Any Delaware professional is human and can make errors in judgment. Unfortunately, when physicians make mistakes, it can result in harmful consequences to patients. A jury in another state awarded one woman's family $12 million for the error in judgment that her doctor made and likely resulted in her permanent brain injuries.
The 46-year-old woman was prescribed and took Coumadin, which is a strong blood thinner, for a history of blood clots. Coumadin doses are different for every person and are monitored by blood tests. Apparently, the woman's physician sent her to the emergency room for Coumadin levels that were almost four times too high for what she needed. She had a history of super therapeutic Coumadin levels and had been adequately corrected on prior emergency room visits by vitamin K or a transfusion of plasma.

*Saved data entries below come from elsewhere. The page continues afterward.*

//! Pluggable translation providers.
//!
//! Translation is a best-effort enhancement: every provider call is
//! bounded by a timeout and any failure degrades to searching with the
//! original text. Providers implement language detection where their API
//! offers it; detection failures are treated as inconclusive.

use std::future::Future;
use std::pin::Pin;
use std::time::Duration;

use serde_json::json;
use thiserror::Error;

/// Boxed future so the provider trait stays object-safe.
pub type ProviderFuture<'a, T> = Pin<Box<dyn Future<Output = T> + Send + 'a>>;

/// Outcome of provider-side language detection.
#[derive(Debug, Clone, PartialEq)]
pub struct Detection {
    /// ISO 639-1 code, lowercase.
    pub lang_code: String,
    /// Provider confidence in [0, 1]; 0.0 when the provider reports none.
    pub confidence: f32,
}

impl Detection {
    /// Inconclusive detection, treated as "already in the target language".
    #[must_use]
    pub fn inconclusive() -> Self {
        Self {
            lang_code: "en".to_string(),
            confidence: 0.0,
        }
    }

    #[must_use]
    pub fn is_english(&self) -> bool {
        self.lang_code == "en"
    }
}

/// Errors from translation providers. None of these fail a search
/// request; they all degrade to the original text plus a warning.
#[derive(Error, Debug)]
pub enum TranslationError {
    #[error("translation provider request failed: {0}")]
    Http(#[from] reqwest::Error),

    #[error("rate limit exceeded")]
    RateLimited,

    #[error("translation provider returned unexpected payload: {0}")]
    BadPayload(String),

    #[error("translation provider not configured")]
    Unavailable,
}

/// Pluggable provider boundary for detection and translation.
pub trait TranslationProvider: Send + Sync {
    /// Detect the language of `text`.
    fn detect<'a>(&'a self, text: &'a str) -> ProviderFuture<'a, Result<Detection, TranslationError>>;

    /// Translate `text` from `source_lang` (or "auto") into `target_lang`.
    fn translate<'a>(
        &'a self,
        text: &'a str,
        source_lang: &'a str,
        target_lang: &'a str,
    ) -> ProviderFuture<'a, Result<String, TranslationError>>;
}

/// Google Cloud Translation v2 provider.
pub struct GoogleTranslator {
    http: reqwest::Client,
    api_key: String,
    translate_url: String,
    detect_url: String,
}

impl GoogleTranslator {
    pub const DEFAULT_TRANSLATE_URL: &'static str =
        "https://translation.googleapis.com/language/translate/v2";

    /// Builds a provider against the default or an overridden base URL.
    pub fn new(
        api_key: String,
        base_url: Option<&str>,
        timeout: Duration,
    ) -> Result<Self, TranslationError> {
        let translate_url = base_url
            .map(|u| u.trim_end_matches('/').to_string())
            .unwrap_or_else(|| Self::DEFAULT_TRANSLATE_URL.to_string());
        let detect_url = format!("{translate_url}/detect");
        let http = reqwest::Client::builder().timeout(timeout).build()?;
        Ok(Self {
            http,
            api_key,
            translate_url,
            detect_url,
        })
    }

    async fn detect_inner(&self, text: &str) -> Result<Detection, TranslationError> {
        let url = format!("{}?key={}", self.detect_url, self.api_key);
        let response = self
            .http
            .post(&url)
            .json(&json!({ "q": text }))
            .send()
            .await?;

        if response.status().as_u16() == 429 {
            return Err(TranslationError::RateLimited);
        }
        let body: serde_json::Value = response.error_for_status()?.json().await?;

        let detection = body
            .pointer("/data/detections/0/0")
            .ok_or_else(|| TranslationError::BadPayload("missing detections".to_string()))?;
        let lang_code = detection
            .get("language")
            .and_then(|v| v.as_str())
            .unwrap_or("en")
            .to_lowercase();
        let confidence = detection
            .get("confidence")
            .and_then(serde_json::Value::as_f64)
            .unwrap_or(0.0) as f32;

        Ok(Detection {
            lang_code,
            confidence: confidence.clamp(0.0, 1.0),
        })
    }

    async fn translate_inner(
        &self,
        text: &str,
        source_lang: &str,
        target_lang: &str,
    ) -> Result<String, TranslationError> {
        let url = format!("{}?key={}", self.translate_url, self.api_key);
        let mut payload = json!({
            "q": text,
            "target": target_lang,
            "format": "text",
        });
        if source_lang != "auto" {
            payload["source"] = json!(source_lang);
        }

        let response = self.http.post(&url).json(&payload).send().await?;
        if response.status().as_u16() == 429 {
            return Err(TranslationError::RateLimited);
        }
        let body: serde_json::Value = response.error_for_status()?.json().await?;

        body.pointer("/data/translations/0/translatedText")
            .and_then(|v| v.as_str())
            .map(str::to_string)
            .ok_or_else(|| TranslationError::BadPayload("missing translatedText".to_string()))
    }
}

impl TranslationProvider for GoogleTranslator {
    fn detect<'a>(&'a self, text: &'a str) -> ProviderFuture<'a, Result<Detection, TranslationError>> {
        Box::pin(self.detect_inner(text))
    }

    fn translate<'a>(
        &'a self,
        text: &'a str,
        source_lang: &'a str,
        target_lang: &'a str,
    ) -> ProviderFuture<'a, Result<String, TranslationError>> {
        Box::pin(self.translate_inner(text, source_lang, target_lang))
    }
}

/// DeepL API provider. DeepL has no standalone detection endpoint, so
/// `detect` reports inconclusive and the preprocessor relies on its
/// non-ASCII heuristic to decide whether to translate.
pub struct DeepLTranslator {
    http: reqwest::Client,
    api_key: String,
    translate_url: String,
}

impl DeepLTranslator {
    pub const DEFAULT_TRANSLATE_URL: &'static str = "https://api-free.deepl.com/v2/translate";

    pub fn new(
        api_key: String,
        base_url: Option<&str>,
        timeout: Duration,
    ) -> Result<Self, TranslationError> {
        let translate_url = base_url
            .map(|u| u.trim_end_matches('/').to_string())
            .unwrap_or_else(|| Self::DEFAULT_TRANSLATE_URL.to_string());
        let http = reqwest::Client::builder().timeout(timeout).build()?;
        Ok(Self {
            http,
            api_key,
            translate_url,
        })
    }

    async fn translate_inner(
        &self,
        text: &str,
        source_lang: &str,
        target_lang: &str,
    ) -> Result<String, TranslationError> {
        let mut payload = json!({
            "text": [text],
            "target_lang": target_lang.to_uppercase(),
        });
        if source_lang != "auto" {
            payload["source_lang"] = json!(source_lang.to_uppercase());
        }

        let response = self
            .http
            .post(&self.translate_url)
            .header("Authorization", format!("DeepL-Auth-Key {}", self.api_key))
            .json(&payload)
            .send()
            .await?;
        if response.status().as_u16() == 429 {
            return Err(TranslationError::RateLimited);
        }
        let body: serde_json::Value = response.error_for_status()?.json().await?;

        body.pointer("/translations/0/text")
            .and_then(|v| v.as_str())
            .map(str::to_string)
            .ok_or_else(|| TranslationError::BadPayload("missing translations".to_string()))
    }
}

impl TranslationProvider for DeepLTranslator {
    fn detect<'a>(&'a self, _text: &'a str) -> ProviderFuture<'a, Result<Detection, TranslationError>> {
        Box::pin(async { Ok(Detection::inconclusive()) })
    }

    fn translate<'a>(
        &'a self,
        text: &'a str,
        source_lang: &'a str,
        target_lang: &'a str,
    ) -> ProviderFuture<'a, Result<String, TranslationError>> {
        Box::pin(self.translate_inner(text, source_lang, target_lang))
    }
}

/// Provider used when translation is not configured. Detection is
/// inconclusive and translation reports unavailability; the preprocessor
/// degrades to the original text.
pub struct DisabledTranslator;

impl TranslationProvider for DisabledTranslator {
    fn detect<'a>(&'a self, _text: &'a str) -> ProviderFuture<'a, Result<Detection, TranslationError>> {
        Box::pin(async { Ok(Detection::inconclusive()) })
    }

    fn translate<'a>(
        &'a self,
        _text: &'a str,
        _source_lang: &'a str,
        _target_lang: &'a str,
    ) -> ProviderFuture<'a, Result<String, TranslationError>> {
        Box::pin(async { Err(TranslationError::Unavailable) })
    }
}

Due to concerns of the woman's other reported symptoms, the emergency room physician and his medical student on duty decided to administer the woman a drug called Profilnine, which has strict parameters of when to administer it. Although the woman's blood levels were quickly corrected by the drug, she began to form blood clots. The blood clots resulted in a heart attack and a lack of oxygen to her brain. The woman now requires around-the-clock care by her family as she lives life in a chronic vegetative state. The woman qualifies for minor state Medicaid care, which relieves the family only about 20 hours per week.
Because the jury believed that the woman did not disclose all of her health history to the emergency room staff, they reduced her monetary award from $15 million to $12 million. It is rumored that the family was originally offered to settle for $1 million prior to the three-week trial, but it has not been confirmed. The family is hopeful that the jury's verdict will allow them to provide better care for the woman for the remainder of her life. Any Delaware patient who has suffered similar brain injuries as the result of medical errors could also be eligible to file a medical malpractice lawsuit in civil court.